By trying to smuggle in dividend-tax reform as the best way to give the economy an immediate jolt, Mr Bush has improved neither the stimulus nor the long-term fiscal position.
Let's make a deal, Mr. President. Before you propose more tax cuts, demonstrate that the 2001, 2002 and 2003 cuts have been of some value to anyone who didn't donate to your campaign. - Signed, a disgruntled American business-owner.
I've been saying it for two years: Dell is the winner
But the winner may be taking steps to prepare for worse. Michael Dell has sold about $300 million in stock in the past week, about five times what he sold in 2002. The stock is near a 52-week high and the company reported its best quarter ever on May 15.
Now, everyone I talk to in tech is saying their projections for the coming year are heading lower and, despite the upward revision in economic growth during the first quarter business spending is still way off a recovery trajectory:
Current-production cash flow (net cash flow with inventory valuation and capital consumption adjustments) -- the internal funds available to corporations for investment -- decreased $11.4 billion in the first quarter, in contrast to an increase of $14.0 billion in the fourth.
The only reason for the adjustment upward is that consumers keep spending and consumers keeping spending using debt, which can backfire. Forbes says the economy has legs. CBS has a more balanced view. Yes, legs, but wobbly ones. Maybe that's why Michael Dell is selling.
Coming Soon: The End of Theatrical Release
Even though Fox has pulled back on its plan to release a DVD of its upcoming wretched-looking "American Idol" movie only six weeks after it hits theaters, this is the wave of the future. You'll soon be able to view a film at home at virtually the same time it is released in the theater or, imagine the premiums studios could earn for early access.....
Feckless and stupid, take your pick
Paul Krugman's editorial about the Bush tax cuts in today's Times is a must-read:
It's no secret that right-wing ideologues want to abolish programs Americans take for granted. But not long ago, to suggest that the Bush administration's policies might actually be driven by those ideologues — that the administration was deliberately setting the country up for a fiscal crisis in which popular social programs could be sharply cut — was to be accused of spouting conspiracy theories.
Yet by pushing through another huge tax cut in the face of record deficits, the administration clearly demonstrates either that it is completely feckless, or that it actually wants a fiscal crisis. (Or maybe both.)
...
The pain of these benefit cuts will fall on the middle class and the poor, while the tax cuts overwhelmingly favor the rich.
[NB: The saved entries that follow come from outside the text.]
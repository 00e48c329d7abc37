use axum::{
    body::Body,
    extract::State,
    http::{Request, header},
    middleware::Next,
    response::Response,
};
use std::sync::Arc;

use crate::gateway::{
    state::AppState,
    types::{ApiError, error_codes},
};

/// Require a valid `Authorization: Bearer <jwt>` and inject its `Claims`
pub async fn jwt_auth_middleware(
    State(state): State<Arc<AppState>>,
    mut request: Request<Body>,
    next: Next,
) -> Result<Response, ApiError> {
    // 1. Extract Authorization header
    let auth_header = request
        .headers()
        .get(header::AUTHORIZATION)
        .and_then(|h| h.to_str().ok())
        .ok_or_else(|| ApiError::unauthorized(error_codes::MISSING_AUTH))?;

    let token = auth_header
        .strip_prefix("Bearer ")
        .ok_or_else(|| ApiError::unauthorized(error_codes::AUTH_FAILED))?;

    // 2. Verify Token
    match state.user_auth.verify_token(token.trim()) {
        Ok(claims) => {
            // 3. Inject claims for handlers
            request.extensions_mut().insert(claims);
            Ok(next.run(request).await)
        }
        Err(e) => {
            tracing::debug!(error = %e, "Rejected bearer token");
            Err(ApiError::unauthorized(error_codes::AUTH_FAILED))
        }
    }
}
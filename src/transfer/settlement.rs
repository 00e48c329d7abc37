//! Settlement
//!
//! Completes one due transfer. The happy path credits the receiver, marks
//! the record SETTLED with a simulated block height and drops the job, all in
//! one store unit. If that unit fails, a second unit refunds the sender and
//! marks the record FAILED. A failed settlement is never retried.

use std::sync::Arc;

use rand::Rng;
use tracing::{debug, error, info, warn};

use super::cache::TransactionViewCache;
use super::error::TransferError;
use super::types::{SettleOutcome, SettlementJob};
use crate::store::LedgerStore;

/// Exclusive upper bound of the simulated block height
pub const MAX_BLOCK_HEIGHT: i64 = 1_000_000;

pub struct Settler {
    store: Arc<dyn LedgerStore>,
    cache: Arc<TransactionViewCache>,
}

impl Settler {
    pub fn new(store: Arc<dyn LedgerStore>, cache: Arc<TransactionViewCache>) -> Self {
        Self { store, cache }
    }

    /// Settle one claimed job
    ///
    /// Returns `Err` only when neither settlement nor the failure path could
    /// be recorded; the job then stays claimed until its lease expires.
    pub async fn settle(&self, job: &SettlementJob) -> Result<SettleOutcome, TransferError> {
        let block_height = rand::thread_rng().gen_range(0..MAX_BLOCK_HEIGHT);

        let err = match self.store.settle(&job.tx_id, block_height).await {
            Ok(outcome) => {
                self.after(&outcome).await;
                return Ok(outcome);
            }
            Err(e) => e,
        };

        warn!(
            tx_id = %job.tx_id,
            attempts = job.attempts,
            error = %err,
            "Settlement failed, refunding sender"
        );

        match self.store.fail_and_refund(&job.tx_id, &err.to_string()).await {
            Ok(outcome) => {
                self.after(&outcome).await;
                Ok(outcome)
            }
            Err(e) => {
                error!(
                    tx_id = %job.tx_id,
                    settle_error = %err,
                    refund_error = %e,
                    "CRITICAL: Could not record failed settlement; job will be re-claimed after lease"
                );
                Err(TransferError::SettlementFailure(e.to_string()))
            }
        }
    }

    async fn after(&self, outcome: &SettleOutcome) {
        match outcome {
            SettleOutcome::Applied(record) => {
                self.cache
                    .invalidate(&[record.sender_id, record.receiver_id])
                    .await;
                info!(
                    tx_id = %record.tx_id,
                    status = %record.status,
                    block_height = ?record.block_height,
                    receiver_id = record.receiver_id,
                    settled_amount = %record.settled_amount,
                    target = %record.target_currency,
                    "Transfer finalized"
                );
            }
            SettleOutcome::Skipped(status) => {
                debug!(status = %status, "Transfer already terminal, job dropped");
            }
        }
    }
}
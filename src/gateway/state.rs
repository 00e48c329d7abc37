use std::sync::Arc;

use crate::store::LedgerStore;
use crate::transfer::TransferService;
use crate::user_auth::UserAuthService;

/// Gateway application state (shared)
#[derive(Clone)]
pub struct AppState {
    /// Ledger store (health checks)
    pub store: Arc<dyn LedgerStore>,
    /// Registration, sign-in and token verification
    pub user_auth: Arc<UserAuthService>,
    /// Transfers, balances and directory queries
    pub transfers: Arc<TransferService>,
}

impl AppState {
    pub fn new(
        store: Arc<dyn LedgerStore>,
        user_auth: Arc<UserAuthService>,
        transfers: Arc<TransferService>,
    ) -> Self {
        Self {
            store,
            user_auth,
            transfers,
        }
    }
}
For example, the tax cut passed last week will raise the after-tax income of most people by less than 1 percent — not nearly enough to compensate them for the loss of benefits. But people with incomes over $1 million per year will, on average, see their after-tax income rise 4.4 percent.
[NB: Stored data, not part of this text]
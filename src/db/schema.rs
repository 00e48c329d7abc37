//! PostgreSQL schema
//!
//! Applied idempotently at startup. Amount columns are unconstrained NUMERIC
//! so converted amounts and fees keep every digit the computation produced.

/// Unique constraint on `users_tb.email`
pub const USERS_EMAIL_KEY: &str = "users_tb_email_key";

/// DDL statements, executed in order
pub const SCHEMA: &[&str] = &[
    r#"
    CREATE TABLE IF NOT EXISTS users_tb (
        user_id         BIGSERIAL PRIMARY KEY,
        name            VARCHAR(128) NOT NULL,
        email           VARCHAR(255) NOT NULL,
        password_hash   TEXT NOT NULL,
        country         VARCHAR(64) NOT NULL,
        wallet_address  VARCHAR(40) NOT NULL UNIQUE,
        public_key      TEXT NOT NULL,
        private_key     TEXT NOT NULL,
        created_at      TIMESTAMPTZ NOT NULL DEFAULT NOW(),
        CONSTRAINT users_tb_email_key UNIQUE (email)
    )
    "#,
    r#"
    CREATE TABLE IF NOT EXISTS balances_tb (
        user_id     BIGINT NOT NULL REFERENCES users_tb(user_id),
        currency    VARCHAR(3) NOT NULL,
        amount      NUMERIC NOT NULL CHECK (amount >= 0),
        updated_at  TIMESTAMPTZ NOT NULL DEFAULT NOW(),
        UNIQUE (user_id, currency)
    )
    "#,
    r#"
    CREATE TABLE IF NOT EXISTS transactions_tb (
        id               BIGSERIAL PRIMARY KEY,
        tx_id            VARCHAR(64) NOT NULL UNIQUE,
        sender_id        BIGINT NOT NULL REFERENCES users_tb(user_id),
        receiver_id      BIGINT NOT NULL REFERENCES users_tb(user_id),
        amount           NUMERIC NOT NULL CHECK (amount > 0),
        source_currency  VARCHAR(3) NOT NULL,
        target_currency  VARCHAR(3) NOT NULL,
        status           SMALLINT NOT NULL,
        exchange_rate    NUMERIC NOT NULL,
        settled_amount   NUMERIC NOT NULL,
        fee              NUMERIC NOT NULL,
        gas_used         NUMERIC NOT NULL,
        signature        TEXT NOT NULL,
        block_height     BIGINT,
        failure_reason   TEXT,
        created_at       TIMESTAMPTZ NOT NULL,
        updated_at       TIMESTAMPTZ NOT NULL
    )
    "#,
    "CREATE INDEX IF NOT EXISTS idx_transactions_sender ON transactions_tb (sender_id, created_at DESC)",
    "CREATE INDEX IF NOT EXISTS idx_transactions_receiver ON transactions_tb (receiver_id, created_at DESC)",
    r#"
    CREATE TABLE IF NOT EXISTS settlement_jobs_tb (
        tx_id       VARCHAR(64) PRIMARY KEY REFERENCES transactions_tb(tx_id),
        run_at      TIMESTAMPTZ NOT NULL,
        claimed_by  VARCHAR(64),
        claimed_at  TIMESTAMPTZ,
        attempts    INT NOT NULL DEFAULT 0
    )
    "#,
    "CREATE INDEX IF NOT EXISTS idx_settlement_jobs_run_at ON settlement_jobs_tb (run_at)",
];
The Financial Times suggests this is deliberate (and I agree): "For them," it says of those extreme Republicans, "undermining the multilateral international order is not enough; long-held views on income distribution also require radical revision."
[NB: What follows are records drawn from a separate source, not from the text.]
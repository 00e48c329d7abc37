//! Transfer Core Types

use std::fmt;
use std::str::FromStr;

use chrono::{DateTime, Utc};
use rust_decimal::Decimal;
use serde::{Deserialize, Serialize};
use utoipa::ToSchema;

use super::state::TransactionStatus;
use crate::money::{Currency, StrictDecimal};

const TX_ID_PREFIX: &str = "tx_";

/// Transaction ID - `tx_` followed by a ULID
///
/// Time-ordered and collision-resistant without coordination.
#[derive(Debug, Clone, Copy, PartialEq, Eq, Hash, PartialOrd, Ord)]
pub struct TransactionId(ulid::Ulid);

impl TransactionId {
    /// Generate a new unique TransactionId
    pub fn new() -> Self {
        Self(ulid::Ulid::new())
    }

    /// Get the inner ULID value
    pub fn inner(&self) -> ulid::Ulid {
        self.0
    }
}

impl Default for TransactionId {
    fn default() -> Self {
        Self::new()
    }
}

impl fmt::Display for TransactionId {
    fn fmt(&self, f: &mut fmt::Formatter<'_>) -> fmt::Result {
        write!(f, "{}{}", TX_ID_PREFIX, self.0)
    }
}

impl FromStr for TransactionId {
    type Err = ulid::DecodeError;

    fn from_str(s: &str) -> Result<Self, Self::Err> {
        let raw = s.strip_prefix(TX_ID_PREFIX).unwrap_or(s);
        Ok(Self(ulid::Ulid::from_string(raw)?))
    }
}

impl Serialize for TransactionId {
    fn serialize<S>(&self, serializer: S) -> Result<S::Ok, S::Error>
    where
        S: serde::Serializer,
    {
        serializer.collect_str(self)
    }
}

impl<'de> Deserialize<'de> for TransactionId {
    fn deserialize<D>(deserializer: D) -> Result<Self, D::Error>
    where
        D: serde::Deserializer<'de>,
    {
        let s = String::deserialize(deserializer)?;
        s.parse().map_err(serde::de::Error::custom)
    }
}

/// Transfer request body
#[derive(Debug, Clone, Deserialize, ToSchema)]
pub struct CreateTransactionRequest {
    #[serde(alias = "receiverEmail")]
    #[schema(example = "bob@example.com")]
    pub receiver_email: String,
    #[schema(value_type = String, example = "50.00")]
    pub amount: StrictDecimal,
    #[serde(alias = "sourceCurrency")]
    #[schema(example = "USD")]
    pub source_currency: String,
    #[serde(alias = "targetCurrency")]
    #[schema(example = "EUR")]
    pub target_currency: String,
}

/// A transaction ready to be accepted, before the store assigns a row id
#[derive(Debug, Clone)]
pub struct NewTransaction {
    pub tx_id: TransactionId,
    pub sender_id: i64,
    pub receiver_id: i64,
    pub amount: Decimal,
    pub source_currency: Currency,
    pub target_currency: Currency,
    pub exchange_rate: Decimal,
    pub settled_amount: Decimal,
    pub fee: Decimal,
    pub gas_used: Decimal,
    pub signature: String,
    pub created_at: DateTime<Utc>,
}

impl NewTransaction {
    /// Amount reserved from the sender at acceptance and returned on failure
    pub fn total_debit(&self) -> Decimal {
        self.amount + self.fee
    }

    pub fn into_record(self, id: i64) -> TransactionRecord {
        TransactionRecord {
            id,
            tx_id: self.tx_id,
            sender_id: self.sender_id,
            receiver_id: self.receiver_id,
            amount: self.amount,
            source_currency: self.source_currency,
            target_currency: self.target_currency,
            status: TransactionStatus::Initiated,
            exchange_rate: self.exchange_rate,
            settled_amount: self.settled_amount,
            fee: self.fee,
            gas_used: self.gas_used,
            signature: self.signature,
            block_height: None,
            failure_reason: None,
            created_at: self.created_at,
            updated_at: self.created_at,
        }
    }
}

/// Persisted transaction record
#[derive(Debug, Clone, PartialEq, Serialize, ToSchema)]
pub struct TransactionRecord {
    pub id: i64,
    #[schema(value_type = String, example = "tx_01J9ZQ4K3T8X2M5N7P9R1S3V5W")]
    pub tx_id: TransactionId,
    pub sender_id: i64,
    pub receiver_id: i64,
    #[schema(value_type = String, example = "50.00")]
    pub amount: Decimal,
    pub source_currency: Currency,
    pub target_currency: Currency,
    pub status: TransactionStatus,
    #[schema(value_type = String, example = "0.85")]
    pub exchange_rate: Decimal,
    #[schema(value_type = String, example = "42.50")]
    pub settled_amount: Decimal,
    #[schema(value_type = String, example = "0.05")]
    pub fee: Decimal,
    #[schema(value_type = String, example = "10.0")]
    pub gas_used: Decimal,
    pub signature: String,
    #[serde(skip_serializing_if = "Option::is_none")]
    pub block_height: Option<i64>,
    #[serde(skip_serializing_if = "Option::is_none")]
    pub failure_reason: Option<String>,
    pub created_at: DateTime<Utc>,
    pub updated_at: DateTime<Utc>,
}

impl TransactionRecord {
    pub fn total_debit(&self) -> Decimal {
        self.amount + self.fee
    }

    /// Whether `user_id` is the sender or the receiver
    pub fn involves(&self, user_id: i64) -> bool {
        self.sender_id == user_id || self.receiver_id == user_id
    }
}

/// Direction of a transaction relative to the viewing user
#[derive(Debug, Clone, Copy, PartialEq, Eq, Serialize, Deserialize, ToSchema)]
#[serde(rename_all = "lowercase")]
pub enum Direction {
    Sent,
    Received,
}

/// The other party of a transaction
#[derive(Debug, Clone, PartialEq, Serialize, ToSchema)]
pub struct Counterparty {
    pub user_id: i64,
    pub name: String,
    pub email: String,
}

/// A transaction as seen by one of its parties
#[derive(Debug, Clone, PartialEq, Serialize, ToSchema)]
pub struct TransactionView {
    pub direction: Direction,
    pub counterparty: Counterparty,
    #[serde(flatten)]
    pub record: TransactionRecord,
}

/// Durable settlement job, one per INITIATED transaction
#[derive(Debug, Clone, PartialEq)]
pub struct SettlementJob {
    pub tx_id: TransactionId,
    pub run_at: DateTime<Utc>,
    pub claimed_by: Option<String>,
    pub claimed_at: Option<DateTime<Utc>>,
    pub attempts: i32,
}

/// Result of applying a settlement to a transaction
#[derive(Debug, Clone, PartialEq)]
pub enum SettleOutcome {
    /// Status moved out of INITIATED; carries the updated record
    Applied(TransactionRecord),
    /// Transaction was already terminal; nothing changed
    Skipped(TransactionStatus),
}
Here's the thing, the radical Right suggests that the most successful people should not be penalized for their success. But they fail to understand that one of the reasons those opportunities for success exist is the general prosperity of the nation, which has a lot to do with those costly schools and social programs they hate. If the net result of the tax cuts is a decline in disposable income for all but the wealthiest 10 percent or one percent, then the macroeconomic rationale for the tax cuts (albeit spectral as they were) are not merely gutted but can only be ascertained as outright lies.
As a businessperson, one who isn't hurting as bad as some folks in today's contracted and contracting economy, I am profoundly worried that the radical free marketers are preparing to vote with their feet for a world without the rest of us. How will they vote with their feet? By walking all over the rest of us. Now, if none but the richest strata of society has choices about their future,what is left of the American Way? Nothing. And that's why even the Right should be deeply concerned at this point. Krugman wants to know why the public isn't alarmed. I want to know what happened to the conservatives who were conserving American values of opportunity and choice.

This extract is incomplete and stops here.